• [Aim of the exercise]: What is the number of lines in the data below that contain "Config"? Answer with that number and no other words.
Data for processing below:
//! The spatiotemporal reference of a cube: a regular pixel grid over a
//! bounding box in some SRS plus a regular time axis, and, for cubes that
//! read from image collections, the resampling and temporal aggregation
//! policy that turns irregular acquisitions into that grid.

use serde::{Deserialize, Serialize};
use tracing::warn;

use crate::errors::{Error, Result};
use crate::geom::BoundsS;
use crate::time::{DateTime, Duration};

/// Spatial resampling applied while warping source rasters onto the grid.
#[derive(Clone, Copy, Debug, PartialEq, Eq)]
pub enum Resampling {
    Near,
    Bilinear,
    Cubic,
    CubicSpline,
    Lanczos,
    Average,
    Mode,
}

impl Resampling {
    pub fn as_str(&self) -> &'static str {
        match self {
            Self::Near => "near",
            Self::Bilinear => "bilinear",
            Self::Cubic => "cubic",
            Self::CubicSpline => "cubicspline",
            Self::Lanczos => "lanczos",
            Self::Average => "average",
            Self::Mode => "mode",
        }
    }

    pub fn from_str(s: &str) -> Result<Self> {
        match s {
            "near" => Ok(Self::Near),
            "bilinear" => Ok(Self::Bilinear),
            "cubic" => Ok(Self::Cubic),
            "cubicspline" => Ok(Self::CubicSpline),
            "lanczos" => Ok(Self::Lanczos),
            "average" => Ok(Self::Average),
            "mode" => Ok(Self::Mode),
            _ => Err(Error::Config(format!("unknown resampling method '{s}'"))),
        }
    }
}

/// How acquisitions that fall into the same time slice are combined.
#[derive(Clone, Copy, Debug, PartialEq, Eq)]
pub enum Aggregation {
    None,
    Min,
    Max,
    Mean,
    Median,
    First,
    Last,
}

impl Aggregation {
    pub fn as_str(&self) -> &'static str {
        match self {
            Self::None => "none",
            Self::Min => "min",
            Self::Max => "max",
            Self::Mean => "mean",
            Self::Median => "median",
            Self::First => "first",
            Self::Last => "last",
        }
    }

    pub fn from_str(s: &str) -> Result<Self> {
        match s {
            "none" => Ok(Self::None),
            "min" => Ok(Self::Min),
            "max" => Ok(Self::Max),
            "mean" => Ok(Self::Mean),
            "median" => Ok(Self::Median),
            "first" => Ok(Self::First),
            "last" => Ok(Self::Last),
            _ => Err(Error::Config(format!("unknown aggregation method '{s}'"))),
        }
    }
}

/// The immutable grid definition shared by every cube in a pipeline branch.
///
/// Pixel sizes are derived from the window and the pixel counts, so the grid
/// always tiles the window exactly. The datetime resolution of `t0`/`t1` is
/// coerced to the resolution of `dt` at construction; coarsening truncates
/// and is logged.
///
#[derive(Clone, Debug, PartialEq)]
pub struct StReference {
    win: BoundsS,
    srs: String,
    nx: usize,
    ny: usize,
    t0: DateTime,
    t1: DateTime,
    dt: Duration,
}

impl StReference {
    pub fn new(
        win: BoundsS,
        srs: impl Into<String>,
        nx: usize,
        ny: usize,
        t0: DateTime,
        t1: DateTime,
        dt: Duration,
    ) -> Result<Self> {
        if win.width() <= 0.0 || win.height() <= 0.0 {
            return Err(Error::Config(
                "spatial window must have positive extent".to_string(),
            ));
        }
        if nx == 0 || ny == 0 {
            return Err(Error::Config("pixel grid must not be empty".to_string()));
        }
        if dt.count <= 0 {
            return Err(Error::Config("dt must be a positive duration".to_string()));
        }

        if t0.unit() > dt.unit {
            warn!(t0 = %t0, dt = %dt, "datetime unit of t0 coarsened to the unit of dt");
        }
        let t0 = t0.truncated(dt.unit);
        let t1 = t1.truncated(dt.unit);
        if t1 < t0 {
            return Err(Error::Config(format!("t1 ({t1}) is before t0 ({t0})")));
        }

        Ok(Self {
            win,
            srs: srs.into(),
            nx,
            ny,
            t0,
            t1,
            dt,
        })
    }

    /// Build a reference from target pixel sizes instead of pixel counts;
    /// counts are rounded so that `nx * dx` spans the window.
    pub fn with_pixel_size(
        win: BoundsS,
        srs: impl Into<String>,
        dx: f64,
        dy: f64,
        t0: DateTime,
        t1: DateTime,
        dt: Duration,
    ) -> Result<Self> {
        if dx <= 0.0 || dy <= 0.0 {
            return Err(Error::Config("pixel sizes must be positive".to_string()));
        }
        let nx = (win.width() / dx).round().max(1.0) as usize;
        let ny = (win.height() / dy).round().max(1.0) as usize;

        Self::new(win, srs, nx, ny, t0, t1, dt)
    }

    pub fn win(&self) -> BoundsS {
        self.win
    }

    pub fn srs(&self) -> &str {
        &self.srs
    }

    pub fn nx(&self) -> usize {
        self.nx
    }

    pub fn ny(&self) -> usize {
        self.ny
    }

    /// Number of slices on the time axis; `t1` falls into the last slice.
    pub fn nt(&self) -> usize {
        ((self.t1 - self.t0).num_steps(&self.dt) + 1) as usize
    }

    pub fn dx(&self) -> f64 {
        self.win.width() / self.nx as f64
    }

    pub fn dy(&self) -> f64 {
        self.win.height() / self.ny as f64
    }

    pub fn t0(&self) -> DateTime {
        self.t0
    }

    pub fn t1(&self) -> DateTime {
        self.t1
    }

    pub fn dt(&self) -> Duration {
        self.dt
    }

    /// A copy whose time axis is collapsed to a single slice spanning
    /// `[t0, t1]`; used by time-reducing cubes.
    pub fn collapsed_time(&self) -> Self {
        let span = self.t1 - self.t0;
        let dt = if span.is_zero() { self.dt } else { span };
        Self {
            t1: self.t0,
            dt,
            ..self.clone()
        }
    }

    /// A copy whose spatial axes are collapsed to a single cell spanning the
    /// whole window; used by space-reducing cubes.
    pub fn collapsed_space(&self) -> Self {
        Self {
            nx: 1,
            ny: 1,
            ..self.clone()
        }
    }
}

/// An `StReference` plus the policies needed to read source imagery into it.
///
#[derive(Clone, Debug, PartialEq)]
pub struct CubeView {
    st: StReference,
    resampling: Resampling,
    aggregation: Aggregation,
}

#[derive(Serialize, Deserialize)]
struct SpaceJson {
    left: f64,
    right: f64,
    bottom: f64,
    top: f64,
    srs: String,
    dx: f64,
    dy: f64,
}

#[derive(Serialize, Deserialize)]
struct TimeJson {
    t0: String,
    t1: String,
    dt: String,
}

#[derive(Serialize, Deserialize)]
struct ViewJson {
    space: SpaceJson,
    time: TimeJson,
    resampling: String,
    aggregation: String,
}

impl CubeView {
    pub fn new(st: StReference, resampling: Resampling, aggregation: Aggregation) -> Self {
        Self {
            st,
            resampling,
            aggregation,
        }
    }

    pub fn st_reference(&self) -> &StReference {
        &self.st
    }

    pub fn resampling(&self) -> Resampling {
        self.resampling
    }

    pub fn aggregation(&self) -> Aggregation {
        self.aggregation
    }

    pub fn to_json(&self) -> serde_json::Value {
        let st = &self.st;
        let out = ViewJson {
            space: SpaceJson {
                left: st.win().left,
                right: st.win().right,
                bottom: st.win().bottom,
                top: st.win().top,
                srs: st.srs().to_string(),
                dx: st.dx(),
                dy: st.dy(),
            },
            time: TimeJson {
                t0: st.t0().to_string(),
                t1: st.t1().to_string(),
                dt: st.dt().to_string(),
            },
            resampling: self.resampling.as_str().to_string(),
            aggregation: self.aggregation.as_str().to_string(),
        };

        serde_json::to_value(out).expect("view serialization is infallible")
    }

    pub fn from_json(value: &serde_json::Value) -> Result<Self> {
        let v: ViewJson = serde_json::from_value(value.clone())?;

        let win = BoundsS::new(v.space.left, v.space.right, v.space.bottom, v.space.top);
        let dt = Duration::from_string(&v.time.dt)?;
        let st = StReference::with_pixel_size(
            win,
            v.space.srs,
            v.space.dx,
            v.space.dy,
            DateTime::from_string(&v.time.t0)?,
            DateTime::from_string(&v.time.t1)?,
            dt,
        )?;

        Ok(Self {
            st,
            resampling: Resampling::from_str(&v.resampling)?,
            aggregation: Aggregation::from_str(&v.aggregation)?,
        })
    }
}

#[cfg(test)]
mod tests {
    use super::*;
    use crate::time::TimeUnit;

    fn reference() -> StReference {
        StReference::new(
            BoundsS::new(0.0, 10.0, 0.0, 10.0),
            "EPSG:4326",
            10,
            10,
            DateTime::from_string("2018-01-01").unwrap(),
            DateTime::from_string("2018-01-31").unwrap(),
            Duration::new(1, TimeUnit::Day),
        )
        .unwrap()
    }

    #[test]
    fn test_derived_sizes() {
        let st = reference();
        assert_eq!(st.nt(), 31);
        assert_eq!(st.dx(), 1.0);
        assert_eq!(st.dy(), 1.0);
    }

    #[test]
    fn test_with_pixel_size() {
        let st = StReference::with_pixel_size(
            BoundsS::new(0.0, 10.0, 0.0, 10.0),
            "EPSG:4326",
            2.5,
            2.5,
            DateTime::from_string("2018-01-01").unwrap(),
            DateTime::from_string("2018-01-01").unwrap(),
            Duration::new(1, TimeUnit::Day),
        )
        .unwrap();
        assert_eq!(st.nx(), 4);
        assert_eq!(st.ny(), 4);
        assert_eq!(st.nt(), 1);
    }

    #[test]
    fn test_invalid_references() {
        let t = DateTime::from_string("2018-01-01").unwrap();
        let later = DateTime::from_string("2018-02-01").unwrap();
        let day = Duration::new(1, TimeUnit::Day);

        assert!(StReference::new(BoundsS::new(0.0, 0.0, 0.0, 1.0), "x", 1, 1, t, t, day).is_err());
        assert!(StReference::new(BoundsS::new(0.0, 1.0, 0.0, 1.0), "x", 0, 1, t, t, day).is_err());
        assert!(StReference::new(
            BoundsS::new(0.0, 1.0, 0.0, 1.0),
            "x",
            1,
            1,
            t,
            t,
            Duration::new(0, TimeUnit::Day)
        )
        .is_err());
        assert!(StReference::new(BoundsS::new(0.0, 1.0, 0.0, 1.0), "x", 1, 1, later, t, day).is_err());
    }

    #[test]
    fn test_unit_coercion() {
        let st = StReference::new(
            BoundsS::new(0.0, 1.0, 0.0, 1.0),
            "x",
            1,
            1,
            DateTime::from_string("2018-01-04T12:30").unwrap(),
            DateTime::from_string("2018-01-09").unwrap(),
            Duration::new(1, TimeUnit::Day),
        )
        .unwrap();
        assert_eq!(st.t0().to_string(), "2018-01-04");
        assert_eq!(st.t0().unit(), TimeUnit::Day);
        assert_eq!(st.nt(), 6);
    }

    #[test]
    fn test_mixed_resolution_window_is_valid() {
        // t0 written at day resolution, t1 at month resolution; at the
        // monthly dt both land in the same slice
        let st = StReference::new(
            BoundsS::new(0.0, 1.0, 0.0, 1.0),
            "x",
            1,
            1,
            DateTime::from_string("2020-02-01").unwrap(),
            DateTime::from_string("2020-02").unwrap(),
            Duration::new(1, TimeUnit::Month),
        )
        .unwrap();
        assert_eq!(st.t0().to_string(), "2020-02");
        assert_eq!(st.t1().to_string(), "2020-02");
        assert_eq!(st.nt(), 1);
    }

    #[test]
    fn test_collapsed_time() {
        let st = reference().collapsed_time();
        assert_eq!(st.nt(), 1);
        assert_eq!(st.dt(), Duration::new(30, TimeUnit::Day));
        assert_eq!(st.t0(), st.t1());
    }

    #[test]
    fn test_collapsed_space() {
        let st = reference().collapsed_space();
        assert_eq!(st.nx(), 1);
        assert_eq!(st.ny(), 1);
        assert_eq!(st.dx(), 10.0);
        assert_eq!(st.nt(), 31);
    }

    #[test]
    fn test_view_json_roundtrip() {
        let view = CubeView::new(reference(), Resampling::Bilinear, Aggregation::Mean);
        let json = view.to_json();
        let back = CubeView::from_json(&json).unwrap();
        assert_eq!(back, view);
        assert_eq!(back.to_json(), json);
    }
}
End of Data for processing.
• [Task response]: 7